# Base Layers



## bamorgan7 (Jan 10, 2010)

just get some thermals they work great unless you get them wet.


----------



## m60g (Feb 27, 2009)

http://www.snowboardingforum.com/boards/13994-layers.html


----------



## m60g (Feb 27, 2009)

bamorgan7 said:


> just get some thermals they work great unless you get them wet.


No ,don't just get some thermals, cotton sucks ass.

Get something like Under Armour, Capilene, synthetic is your friend:thumbsup:

...or Smart Wool if you prefer natural fibers.

Cotton will just soak sweat up like a sponge and you will be most uncomfortable


----------



## Tarzanman (Dec 20, 2008)

My roommate wears a cotton tee over his base. I keep telling him that its a bad idea, but he is a plank wanker and figures that he knows better than I do


----------



## Magnum626 (Dec 31, 2009)

bamorgan7 said:


> just get some thermals they work great unless you get them wet.
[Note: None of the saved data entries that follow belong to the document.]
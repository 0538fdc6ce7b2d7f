//! Sizefit Core - target-size image compression
//!
//! This crate encodes a raster image so the output fits a byte budget while
//! keeping quality as high as possible. The encoder is a black box that maps
//! quality to bytes; the crate searches quality first and falls back to lower
//! resolutions when no quality in range fits.
//!
//! # Module Structure
//!
//! - `decode` - Pixel buffers, decoding and resampling collaborators
//! - `encode` - The encoder capability plus JPEG and WebP encoders
//! - `compress` - Quality search, resolution fallback, progress, config
//! - `request` - Form-style request parsing (target size, output dimensions)

pub mod compress;
pub mod decode;
pub mod encode;
pub mod request;

pub use compress::{
    compress_to_target, CompressConfig, CompressError, EncodedArtifact, NoProgress,
    ProgressEvent, ProgressSink, TargetCompressor,
};
pub use decode::{DecodeError, PixelBuffer};
pub use encode::{EncodeError, Encoder};
pub use request::CompressRequest;
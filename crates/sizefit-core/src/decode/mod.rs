//! Decoding and resampling collaborators.
//!
//! This module provides:
//! - [`PixelBuffer`], the immutable RGB raster every stage passes along
//! - The [`Decoder`] capability and an `image`-crate implementation
//! - The [`Resampler`] capability and an `image`-crate implementation
//!
//! Closures with the matching signature implement both traits, so callers can
//! plug in their own decoding or resampling.
//!
//! # Examples
//!
//! ```ignore
//! use sizefit_core::decode::{decode_image, resize, FilterType};
//!
//! let bytes = std::fs::read("photo.jpg").unwrap();
//! let image = decode_image(&bytes).unwrap();
//! let half = resize(&image, image.width() / 2, image.height() / 2, FilterType::Bilinear).unwrap();
//! ```

mod reader;
mod resize;
mod types;

pub use reader::{decode_image, Decoder, ImageDecoder};
pub use resize::{resize, FilterResampler, Resampler};
pub use types::{DecodeError, FilterType, Orientation, PixelBuffer};
//! JPEG encoding through the `image` crate.
//!
//! Baseline JPEG output is monotone enough in quality for the size search:
//! raising quality never shrinks the quantization tables.

use image::codecs::jpeg::JpegEncoder as ImageJpegEncoder;
use image::ExtendedColorType;
use image::ImageEncoder;
use std::io::Cursor;

use super::{quality_to_percent, EncodeError, EncodeRequest, Encoder};

/// [`Encoder`] producing baseline JPEG.
#[derive(Debug, Clone, Copy, Default)]
pub struct JpegEncoder;

impl Encoder for JpegEncoder {
    fn encode(&self, request: EncodeRequest<'_>) -> Result<Vec<u8>, EncodeError> {
        let buffer = request.buffer;
        encode_jpeg(
            buffer.pixels(),
            buffer.width(),
            buffer.height(),
            quality_to_percent(request.quality),
        )
    }
}

/// Encode RGB pixel data to JPEG bytes.
///
/// # Arguments
///
/// * `pixels` - RGB pixel data (3 bytes per pixel, row-major order)
/// * `width` - Image width in pixels
/// * `height` - Image height in pixels
/// * `quality` - JPEG quality (1-100, where 100 is highest quality)
pub fn encode_jpeg(
    pixels: &[u8],
    width: u32,
    height: u32,
    quality: u8,
) -> Result<Vec<u8>, EncodeError> {
    if width == 0 || height == 0 {
        return Err(EncodeError::InvalidDimensions { width, height });
    }

    let expected_len = (width as usize) * (height as usize) * 3;
    if pixels.len() != expected_len {
        return Err(EncodeError::InvalidPixelData {
            expected: expected_len,
            actual: pixels.len(),
        });
    }

    let quality = quality.clamp(1, 100);

    let mut buffer = Cursor::new(Vec::new());
    let encoder = ImageJpegEncoder::new_with_quality(&mut buffer, quality);

    encoder
        .write_image(pixels, width, height, ExtendedColorType::Rgb8)
        .map_err(|e| EncodeError::EncodingFailed(e.to_string()))?;

    Ok(buffer.into_inner())
}

#[cfg(test)]
mod tests {
    use super::*;
    use crate::decode::PixelBuffer;

    fn gradient(width: u32, height: u32) -> Vec<u8> {
        let mut pixels = Vec::with_capacity((width * height * 3) as usize);
        for y in 0..height {
            for x in 0..width {
                pixels.push((x * 255 / width) as u8);
                pixels.push((y * 255 / height) as u8);
                pixels.push(((x ^ y) & 0xFF) as u8);
            }
        }
        pixels
    }

    #[test]
    fn test_encode_jpeg_basic() {
        let pixels = vec![128u8; 100 * 100 * 3];
        let jpeg_bytes = encode_jpeg(&pixels, 100, 100, 90).unwrap();

        // SOI and EOI markers
        assert_eq!(&jpeg_bytes[0..2], &[0xFF, 0xD8]);
        let len = jpeg_bytes.len();
        assert_eq!(&jpeg_bytes[len - 2..], &[0xFF, 0xD9]);
    }

    #[test]
    fn test_encode_jpeg_invalid_pixel_data() {
        let pixels = vec![128u8; 99 * 100 * 3];
        let result = encode_jpeg(&pixels, 100, 100, 90);
        assert!(matches!(result, Err(EncodeError::InvalidPixelData { .. })));
    }

    #[test]
    fn test_encode_jpeg_zero_dimensions() {
        assert!(matches!(
            encode_jpeg(&[], 0, 100, 90),
            Err(EncodeError::InvalidDimensions { .. })
        ));
        assert!(matches!(
            encode_jpeg(&[], 100, 0, 90),
            Err(EncodeError::InvalidDimensions { .. })
        ));
    }

    #[test]
    fn test_encode_jpeg_quality_clamping() {
        let pixels = vec![128u8; 10 * 10 * 3];
        assert!(encode_jpeg(&pixels, 10, 10, 0).is_ok());
        assert!(encode_jpeg(&pixels, 10, 10, 255).is_ok());
    }

    #[test]
    fn test_jpeg_encoder_trait_uses_unit_quality() {
        let buffer = PixelBuffer::new(64, 64, gradient(64, 64)).unwrap();

        let low = JpegEncoder.encode(EncodeRequest::new(&buffer, 0.1)).unwrap();
        let high = JpegEncoder.encode(EncodeRequest::new(&buffer, 0.95)).unwrap();

        assert_eq!(&low[0..2], &[0xFF, 0xD8]);
        assert!(high.len() > low.len());
    }
}
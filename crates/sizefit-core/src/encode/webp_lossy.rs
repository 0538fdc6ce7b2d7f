//! Lossy WebP encoding through libwebp.

use super::{EncodeError, EncodeRequest, Encoder};

/// libwebp's default effort level.
const DEFAULT_METHOD: i32 = 4;

/// [`Encoder`] producing lossy WebP.
///
/// `method` is libwebp's speed/size trade-off (0 = fastest, 6 = smallest).
#[derive(Debug, Clone, Copy)]
pub struct WebpEncoder {
    pub method: i32,
}

impl Default for WebpEncoder {
    fn default() -> Self {
        Self {
            method: DEFAULT_METHOD,
        }
    }
}

impl Encoder for WebpEncoder {
    fn encode(&self, request: EncodeRequest<'_>) -> Result<Vec<u8>, EncodeError> {
        let buffer = request.buffer;
        let encoder = webp::Encoder::from_rgb(buffer.pixels(), buffer.width(), buffer.height());

        let mut config = webp::WebPConfig::new()
            .map_err(|_| EncodeError::Unsupported("libwebp rejected its default config".into()))?;
        config.lossless = 0;
        config.quality = (request.quality.clamp(0.0, 1.0) * 100.0) as f32;
        config.method = self.method.clamp(0, 6);

        let mem = encoder
            .encode_advanced(&config)
            .map_err(|e| EncodeError::EncodingFailed(format!("WebP encode failed: {e:?}")))?;

        Ok(mem.to_vec())
    }
}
I used to wear poly sweat pants underneath but never really sweat in them but they did feel bulky.



m60g said:


> http://www.snowboardingforum.com/outerwear-accessories/22716-base-layers.html


Did you just link the same thread? 



m60g said:


> No ,don't just get some thermals, cotton sucks ass.
> 
> Get something like Under Armour, Capilene, synthetic is your friend:thumbsup:
> 
> ...


Yea I don't want cotton underneath anymore. UA gear is never really on sale, are there any cheaper alternatives?


----------



## AWNOW (Sep 12, 2009)

You pay a premium for the name of UA. If you can find an off brand that is the same composition you can pay way less. There is nothing special about UA.


----------



## Tarzanman (Dec 20, 2008)

Magnum626 said:


> UA gear is never really on sale, are there any cheaper alternatives?


Yes. Layer8 or Hot Chilis are two brands that make base layers that are similar to UA.
You can find UA on sale sometimes at TJ Maxx or Marshalls, but their shirts don't usually stay there for very long. The Marhsalls by me has a UA coldgear turtleneck for $35. My roommate got one before our trip. I'd buy one, except I already have two UA turtlenecks and an off-brand base layer.




AWNOW said:


> You pay a premium for the name of UA. If you can find an off brand that is the same composition you can pay way less. There is nothing special about UA.


Hmm, I agree that you pay a premium for the UA stuff, but in my experience it holds up a little better than the off-brand stuff. I have Layer8 and UA is tighter, and gives you more material to work with. Its not worth twice the price of the other stuff, but IMO the quality of the UA stuff is a bit better.


----------



## m60g (Feb 27, 2009)

Magnum626 said:


> Did you just link the same thread?


:laugh: Woops


----------



## m60g (Feb 27, 2009)

AWNOW said:


> You pay a premium for the name of UA. If you can find an off brand that is the same composition you can pay way less. There is nothing special about UA.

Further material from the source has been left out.